Keith turns his head to the camera and smiles. Keith turns his head to the camera and smiles.

“Chicago has to continue to be economically viable, interesting, diverse, entrepreneurial and fun. If we can do those things, we’ll still be one of the strongest, most powerful cities in the world."

Keith Lord

Keith Lord is president of a real estate corporation specializing in urban infill, adaptive re-use brokerage, design, and development. He makes a living by understanding the market potential of a given place.  It’s an equation that shifts as the needs and desires of residents and business change over time, along with what the market in a given place can actually support.

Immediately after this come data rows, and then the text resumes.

use std::io::{Cursor, Read};
use snap::read::FrameDecoder;

use crate::base::Codec;
use super::{read_head, HeaderMismatch};

/// The stream identifier chunk every framed snappy stream starts with.
const STREAM_IDENTIFIER: &[u8] = b"\xff\x06\x00\x00sNaPpY";

pub fn decode<R: Read>(input: R) -> FrameDecoder<IdentifierCheck<R>> {
    FrameDecoder::new(IdentifierCheck::new(input))
}

/// Verifies the stream identifier on the first read, then replays it to the decoder.
///
/// An input that ends before its first byte is accepted as an empty stream.
pub struct IdentifierCheck<R: Read> {
    inner: R,
    head: Cursor<Vec<u8>>,
    checked: bool,
}

impl<R: Read> IdentifierCheck<R> {
    fn new(inner: R) -> Self {
        IdentifierCheck { inner, head: Default::default(), checked: false }
    }
}

impl<R: Read> Read for IdentifierCheck<R> {
    fn read(&mut self, buf: &mut [u8]) -> std::io::Result<usize> {
        if !self.checked {
            let head = read_head(&mut self.inner, STREAM_IDENTIFIER.len())?;
            if !head.is_empty() && head != STREAM_IDENTIFIER {
                return Err(HeaderMismatch(Codec::Snappy).into_io());
            }
            self.head = Cursor::new(head);
            self.checked = true;
        }
        match self.head.read(buf)? {
            0 => self.inner.read(buf),
            len => Ok(len)
        }
    }
}
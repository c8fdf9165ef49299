use thiserror::Error;
use wasm_bindgen::{JsCast, JsValue};
use web_sys::{CanvasRenderingContext2d, HtmlCanvasElement};

#[derive(Debug, Error)]
pub enum CanvasError {
	#[error("2d rendering context is not available")]
	NoContext,
	#[error("browser call failed: {0}")]
	Js(String),
}

impl From<JsValue> for CanvasError {
	fn from(value: JsValue) -> Self {
		CanvasError::Js(format!("{value:?}"))
	}
}

pub fn context_2d(canvas: &HtmlCanvasElement) -> Result<CanvasRenderingContext2d, CanvasError> {
	canvas
		.get_context("2d")?
		.ok_or(CanvasError::NoContext)?
		.dyn_into::<CanvasRenderingContext2d>()
		.map_err(|_| CanvasError::NoContext)
}
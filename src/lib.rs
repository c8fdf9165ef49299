//! Leptos client-side app for mapping statements and the relationships
//! between them on an interactive canvas.

use leptos::prelude::*;
use leptos_meta::*;
use leptos_router::components::*;
use leptos_router::path;
use log::{Level, info};

// Modules
mod components;
mod pages;

// Top-Level pages
use crate::pages::home::Home;
use crate::pages::not_found::NotFound;

/// Initialize logging and panic hooks for the WASM target.
pub fn init_logging() {
	let _ = console_log::init_with_level(Level::Debug);
	console_error_panic_hook::set_once();
	info!("Logging initialized");
}

/// An app router which renders the graph editor and handles 404's
#[component]
pub fn App() -> impl IntoView {
	// Provides context that manages stylesheets, titles, meta tags, etc.
	provide_meta_context();

	view! {
		<Html attr:lang="en" attr:dir="ltr" />

		<Title text="Philosophical Network Graph" />

		<Meta charset="UTF-8" />
		<Meta name="viewport" content="width=device-width, initial-scale=1" />
		<Meta
			name="description"
			content="Interactive visualization for mapping philosophical ideas and their relationships"
		/>
		<Meta
			name="keywords"
			content="philosophy, network, graph, visualization, ideas, knowledge, reasoning"
		/>

		<Router>
			<Routes fallback=|| view! { <NotFound /> }>
				<Route path=path!("/") view=Home />
			</Routes>
		</Router>
	}
}
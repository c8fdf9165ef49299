use log::{debug, info};

use super::graph::NetworkGraph;
use super::types::{
	DEFAULT_NODE_TYPE_DRAFT_COLOR, DEFAULT_RELATION_DRAFT_COLOR, EdgeId, EditDraft, Mode,
	NodeDraft, NodeId, TypeDraft, normalize_type_name,
};
use super::viewport::{ViewTransform, WHEEL_ZOOM_STEP, ZOOM_STEP};

pub const NODE_RADIUS: f64 = 40.0;
pub const HANDLE_RADIUS: f64 = 8.0;
/// Offset of a node's delete handle from its center.
pub const NODE_HANDLE_OFFSET: (f64, f64) = (30.0, -30.0);
/// Screen pixels a pointer may travel before a press becomes a drag.
pub const DRAG_THRESHOLD: f64 = 5.0;

pub const DEFAULT_EDGE_TYPE: &str = "implication";
pub const DEFAULT_EDGE_STRENGTH: i64 = 1;

/// What sits under the pointer, topmost first.
#[derive(Clone, Copy, Debug, PartialEq, Eq)]
pub enum Hit {
	NodeHandle(NodeId),
	Node(NodeId),
	EdgeHandle(EdgeId),
}

#[derive(Clone, Debug, PartialEq)]
pub enum Gesture {
	NodeDrag {
		node: NodeId,
		start_x: f64,
		start_y: f64,
		node_start_x: f64,
		node_start_y: f64,
	},
	Pan {
		start_x: f64,
		start_y: f64,
		origin_x: f64,
		origin_y: f64,
	},
	/// Press on a delete handle; commits on release unless dragged.
	Press { hit: Hit, start_x: f64, start_y: f64 },
}

impl Gesture {
	fn origin(&self) -> (f64, f64) {
		match *self {
			Gesture::NodeDrag {
				start_x, start_y, ..
			}
			| Gesture::Pan {
				start_x, start_y, ..
			}
			| Gesture::Press {
				start_x, start_y, ..
			} => (start_x, start_y),
		}
	}
}

/// Everything the editor knows: the graph, the view and the UI state.
#[derive(Clone, Debug)]
pub struct EditorState {
	pub graph: NetworkGraph,
	pub transform: ViewTransform,
	pub mode: Mode,
	pub gesture: Option<Gesture>,
	pub has_dragged: bool,
	pub anchor: Option<NodeId>,
	pub editing: Option<EditDraft>,
	pub node_draft: NodeDraft,
	pub relation_draft: TypeDraft,
	pub node_type_draft: TypeDraft,
	pub selected_edge_type: String,
	pub edge_strength: i64,
	pub width: f64,
	pub height: f64,
}

impl Default for EditorState {
	fn default() -> Self {
		Self::new(NetworkGraph::seeded())
	}
}

fn within(px: f64, py: f64, cx: f64, cy: f64, radius: f64) -> bool {
	let (dx, dy) = (px - cx, py - cy);
	dx * dx + dy * dy <= radius * radius
}

impl EditorState {
	pub fn new(graph: NetworkGraph) -> Self {
		Self {
			graph,
			transform: ViewTransform::default(),
			mode: Mode::Navigate,
			gesture: None,
			has_dragged: false,
			anchor: None,
			editing: None,
			node_draft: NodeDraft::default(),
			relation_draft: TypeDraft::with_color(DEFAULT_RELATION_DRAFT_COLOR),
			node_type_draft: TypeDraft::with_color(DEFAULT_NODE_TYPE_DRAFT_COLOR),
			selected_edge_type: DEFAULT_EDGE_TYPE.into(),
			edge_strength: DEFAULT_EDGE_STRENGTH,
			width: 0.0,
			height: 0.0,
		}
	}

	pub fn resize(&mut self, width: f64, height: f64) {
		self.width = width;
		self.height = height;
	}

	pub fn set_mode(&mut self, mode: Mode) {
		if self.mode == mode {
			return;
		}
		info!("mode {:?} -> {:?}", self.mode, mode);
		self.mode = mode;
		self.anchor = None;
		self.gesture = None;
	}

	pub fn node_handle_center(x: f64, y: f64) -> (f64, f64) {
		(x + NODE_HANDLE_OFFSET.0, y + NODE_HANDLE_OFFSET.1)
	}

	/// Hit-test a screen point. Nodes are drawn over edges and later nodes
	/// over earlier ones, so the scan runs in reverse paint order.
	pub fn hit_test(&self, sx: f64, sy: f64) -> Option<Hit> {
		let (gx, gy) = self.transform.screen_to_graph(sx, sy);

		for node in self.graph.nodes.iter().rev() {
			let (hx, hy) = Self::node_handle_center(node.x, node.y);
			if within(gx, gy, hx, hy, HANDLE_RADIUS) {
				return Some(Hit::NodeHandle(node.id));
			}
			if within(gx, gy, node.x, node.y, NODE_RADIUS) {
				return Some(Hit::Node(node.id));
			}
		}

		self.graph.edges.iter().rev().find_map(|edge| {
			let (a, b) = self.graph.edge_endpoints(edge)?;
			let (mx, my) = ((a.x + b.x) / 2.0, (a.y + b.y) / 2.0);
			within(gx, gy, mx, my, HANDLE_RADIUS).then_some(Hit::EdgeHandle(edge.id))
		})
	}

	pub fn pointer_down(&mut self, sx: f64, sy: f64) {
		if self.editing.is_some() {
			return;
		}
		self.has_dragged = false;
		self.gesture = None;

		match self.hit_test(sx, sy) {
			Some(hit @ (Hit::NodeHandle(_) | Hit::EdgeHandle(_))) => {
				self.gesture = Some(Gesture::Press {
					hit,
					start_x: sx,
					start_y: sy,
				});
			}
			Some(Hit::Node(id)) => match self.mode {
				Mode::Navigate => {
					if let Some(node) = self.graph.node(id) {
						self.gesture = Some(Gesture::NodeDrag {
							node: id,
							start_x: sx,
							start_y: sy,
							node_start_x: node.x,
							node_start_y: node.y,
						});
					}
				}
				Mode::AddEdge => self.select_for_edge(id),
				Mode::AddNode => self.place_node(sx, sy),
				Mode::AddEdgeType | Mode::AddNodeType => {}
			},
			None => match self.mode {
				Mode::Navigate => {
					self.gesture = Some(Gesture::Pan {
						start_x: sx,
						start_y: sy,
						origin_x: self.transform.x,
						origin_y: self.transform.y,
					});
				}
				Mode::AddNode => self.place_node(sx, sy),
				Mode::AddEdge | Mode::AddEdgeType | Mode::AddNodeType => {}
			},
		}
	}

	pub fn pointer_move(&mut self, sx: f64, sy: f64) {
		let Some(gesture) = self.gesture.clone() else {
			return;
		};
		let (ox, oy) = gesture.origin();
		let (dx, dy) = (sx - ox, sy - oy);
		if (dx * dx + dy * dy).sqrt() > DRAG_THRESHOLD {
			self.has_dragged = true;
		}

		match gesture {
			Gesture::NodeDrag {
				node,
				node_start_x,
				node_start_y,
				..
			} => {
				let k = self.transform.k;
				self.graph
					.move_node(node, node_start_x + dx / k, node_start_y + dy / k);
			}
			Gesture::Pan {
				origin_x, origin_y, ..
			} => {
				self.transform.x = origin_x + dx;
				self.transform.y = origin_y + dy;
			}
			Gesture::Press { .. } => {}
		}
	}

	/// Finish the current gesture. A release that never crossed the drag
	/// threshold counts as a click on whatever was pressed.
	pub fn pointer_up(&mut self) {
		let Some(gesture) = self.gesture.take() else {
			return;
		};
		if self.has_dragged {
			return;
		}
		match gesture {
			Gesture::NodeDrag { node, .. } => self.open_editor(node),
			Gesture::Press {
				hit: Hit::NodeHandle(id),
				..
			} => {
				if self.anchor == Some(id) {
					self.anchor = None;
				}
				self.graph.delete_node(id);
			}
			Gesture::Press {
				hit: Hit::EdgeHandle(id),
				..
			} => self.graph.delete_edge(id),
			Gesture::Press { .. } | Gesture::Pan { .. } => {}
		}
	}

	pub fn is_gesture_active(&self) -> bool {
		self.gesture.is_some()
	}

	fn place_node(&mut self, sx: f64, sy: f64) {
		let (x, y) = self.transform.screen_to_graph(sx, sy);
		let NodeDraft {
			statement,
			node_type,
		} = &self.node_draft;
		if self.graph.add_node(statement, node_type, x, y).is_some() {
			self.node_draft = NodeDraft::default();
		}
	}

	/// First click picks the anchor, a click on another node commits the
	/// edge, a second click on the anchor clears it.
	pub fn select_for_edge(&mut self, id: NodeId) {
		match self.anchor {
			None => self.anchor = Some(id),
			Some(anchor) if anchor == id => self.anchor = None,
			Some(anchor) => {
				self.graph
					.add_edge(anchor, id, &self.selected_edge_type, self.edge_strength);
				self.anchor = None;
			}
		}
	}

	pub fn cancel_edge(&mut self) {
		self.anchor = None;
	}

	pub fn add_relationship_type(&mut self) {
		let TypeDraft { name, color } = &self.relation_draft;
		if normalize_type_name(name).is_none() {
			return;
		}
		self.graph.add_relationship_type(name, color);
		self.relation_draft = TypeDraft::with_color(DEFAULT_RELATION_DRAFT_COLOR);
	}

	pub fn add_node_type(&mut self) {
		let TypeDraft { name, color } = &self.node_type_draft;
		if normalize_type_name(name).is_none() {
			return;
		}
		self.graph.add_node_type(name, color);
		self.node_type_draft = TypeDraft::with_color(DEFAULT_NODE_TYPE_DRAFT_COLOR);
	}

	pub fn open_editor(&mut self, id: NodeId) {
		if let Some(node) = self.graph.node(id) {
			debug!("editing node {id}");
			self.editing = Some(EditDraft {
				id,
				statement: node.statement.clone(),
				node_type: node.node_type.clone(),
			});
		}
	}

	pub fn save_edit(&mut self) {
		if let Some(draft) = self.editing.take() {
			self.graph.apply_edit(&draft);
		}
	}

	pub fn cancel_edit(&mut self) {
		self.editing = None;
	}

	pub fn zoom_in(&mut self) {
		self.transform.zoom_by(ZOOM_STEP);
	}

	pub fn zoom_out(&mut self) {
		self.transform.zoom_by(-ZOOM_STEP);
	}

	/// Wheel zoom anchored at the cursor; `delta_y > 0` zooms out.
	pub fn wheel(&mut self, sx: f64, sy: f64, delta_y: f64) {
		let step = if delta_y > 0.0 {
			-WHEEL_ZOOM_STEP
		} else {
			WHEEL_ZOOM_STEP
		};
		self.transform.zoom_at(sx, sy, step);
	}
}
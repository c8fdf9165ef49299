pub type NodeId = u32;
pub type EdgeId = u32;

pub const SUPPORTS: &str = "supports";
pub const WEAKENS: &str = "weakens";

/// Built-in node categories and their fill colors.
pub const BUILTIN_NODE_TYPES: &[(&str, &str)] = &[
	("axiom", "#ffffff"),
	("empirical", "#cccccc"),
	("theoretical", "#888888"),
	("normative", "#444444"),
];

pub const DEFAULT_NODE_TYPE: &str = "empirical";
pub const DEFAULT_NODE_COLOR: &str = "#cccccc";
pub const DEFAULT_EDGE_COLOR: &str = "#666666";
pub const DEFAULT_RELATION_DRAFT_COLOR: &str = "#666666";
pub const DEFAULT_NODE_TYPE_DRAFT_COLOR: &str = "#888888";

#[derive(Clone, Debug, PartialEq)]
pub struct Node {
	pub id: NodeId,
	pub statement: String,
	pub node_type: String,
	pub x: f64,
	pub y: f64,
}

#[derive(Clone, Debug, PartialEq)]
pub struct Edge {
	pub id: EdgeId,
	pub from: NodeId,
	pub to: NodeId,
	pub edge_type: String,
	pub label: String,
	pub strength: Option<i64>,
}

impl Edge {
	/// Caption drawn next to the edge, e.g. `supports (3)`.
	pub fn caption(&self) -> String {
		match self.strength {
			Some(s) => format!("{} ({})", self.label, s),
			None => self.label.clone(),
		}
	}
}

#[derive(Clone, Debug, PartialEq)]
pub struct RelationshipType {
	pub name: String,
	pub color: String,
}

#[derive(Clone, Debug, PartialEq)]
pub struct NodeTypeCustom {
	pub name: String,
	pub color: String,
}

/// Only `supports` and `weakens` carry a strength.
pub fn is_strength_bearing(edge_type: &str) -> bool {
	edge_type == SUPPORTS || edge_type == WEAKENS
}

/// Parse the strength field, falling back to zero on anything unparsable.
pub fn parse_strength(raw: &str) -> i64 {
	raw.trim().parse().unwrap_or(0)
}

/// Lower-cased, trimmed type name, or `None` when blank.
pub fn normalize_type_name(raw: &str) -> Option<String> {
	let name = raw.trim();
	(!name.is_empty()).then(|| name.to_lowercase())
}

#[derive(Clone, Copy, Debug, Default, PartialEq, Eq)]
pub enum Mode {
	#[default]
	Navigate,
	AddNode,
	AddEdge,
	AddEdgeType,
	AddNodeType,
}

impl Mode {
	pub const ALL: [Mode; 5] = [
		Mode::Navigate,
		Mode::AddNode,
		Mode::AddEdge,
		Mode::AddEdgeType,
		Mode::AddNodeType,
	];

	pub fn label(self) -> &'static str {
		match self {
			Mode::Navigate => "Navigate",
			Mode::AddNode => "Add Node",
			Mode::AddEdge => "Add Edge",
			Mode::AddEdgeType => "Add Edge Type",
			Mode::AddNodeType => "Add Node Type",
		}
	}
}

/// Net signed strength flowing into a node.
#[derive(Clone, Copy, Debug, Default, PartialEq, Eq)]
pub struct StrengthTally {
	pub total: i64,
	pub has_strength_edges: bool,
}

impl StrengthTally {
	/// `+3`, `-2`, `+0`; `None` when no strength-bearing edge points here.
	pub fn display(&self) -> Option<String> {
		if !self.has_strength_edges {
			return None;
		}
		Some(if self.total >= 0 {
			format!("+{}", self.total)
		} else {
			self.total.to_string()
		})
	}
}

/// Editable copy of a node held by the edit modal.
#[derive(Clone, Debug, PartialEq)]
pub struct EditDraft {
	pub id: NodeId,
	pub statement: String,
	pub node_type: String,
}

#[derive(Clone, Debug, PartialEq)]
pub struct NodeDraft {
	pub statement: String,
	pub node_type: String,
}

impl Default for NodeDraft {
	fn default() -> Self {
		Self {
			statement: String::new(),
			node_type: DEFAULT_NODE_TYPE.into(),
		}
	}
}

/// Name + color pair being typed into one of the "add type" forms.
#[derive(Clone, Debug, PartialEq)]
pub struct TypeDraft {
	pub name: String,
	pub color: String,
}

impl TypeDraft {
	pub fn with_color(color: &str) -> Self {
		Self {
			name: String::new(),
			color: color.into(),
		}
	}
}

/// Shorten `text` to `keep` characters plus an ellipsis when it exceeds `max`.
pub fn truncate_label(text: &str, max: usize, keep: usize) -> String {
	if text.chars().count() > max {
		let head: String = text.chars().take(keep).collect();
		format!("{head}...")
	} else {
		text.to_string()
	}
}

#[cfg(test)]
mod tests {
	use super::*;

	#[test]
	fn strength_falls_back_to_zero() {
		assert_eq!(parse_strength("7"), 7);
		assert_eq!(parse_strength(" -4 "), -4);
		assert_eq!(parse_strength(""), 0);
		assert_eq!(parse_strength("lots"), 0);
		assert_eq!(parse_strength("99999999999999999999999"), 0);
	}

	#[test]
	fn type_names_are_trimmed_and_lowercased() {
		assert_eq!(normalize_type_name("  Intuitive "), Some("intuitive".into()));
		assert_eq!(normalize_type_name("   "), None);
	}

	#[test]
	fn tally_display_signs() {
		let none = StrengthTally::default();
		assert_eq!(none.display(), None);
		let zero = StrengthTally {
			total: 0,
			has_strength_edges: true,
		};
		assert_eq!(zero.display().as_deref(), Some("+0"));
		let neg = StrengthTally {
			total: -3,
			has_strength_edges: true,
		};
		assert_eq!(neg.display().as_deref(), Some("-3"));
	}

	#[test]
	fn labels_truncate_on_char_boundaries() {
		assert_eq!(truncate_label("short", 20, 17), "short");
		assert_eq!(
			truncate_label("It did not rain on wednesday", 20, 17),
			"It did not rain o..."
		);
		assert_eq!(truncate_label("ééééééééééééééééééééé", 20, 17).chars().count(), 20);
	}

	#[test]
	fn edge_caption_includes_strength() {
		let edge = Edge {
			id: 1,
			from: 1,
			to: 2,
			edge_type: SUPPORTS.into(),
			label: SUPPORTS.into(),
			strength: Some(2),
		};
		assert_eq!(edge.caption(), "supports (2)");
	}
}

As the Chicago region looks to 2050, Lord said the region is in a time of transition. With changing demographics and technological shifts, he said, communities in the region need to keep up with the changes to survive. “If you can’t change, you go away,” he said. “And if you deny that change is happening, that’s a problem.”


Lord said communities need to be resilient to changes in where people want to live, how they get from one place to another, how they shop, and how they work. But long-range planning needs to be a priority.


“Chicago has to continue to be economically viable, interesting, diverse, entrepreneurial and fun. If we can do those things, we’ll still be one of the strongest, most powerful cities in the world,” he said.


And outside of the city, as more people show a preference for walkable communities, he said some suburbs are keeping up with demand. Other communities, he said, should think about how retail needs to change. “What can a mall be repurposed for? It can be repurposed for medical, senior housing, residential, industrial,” Lord said.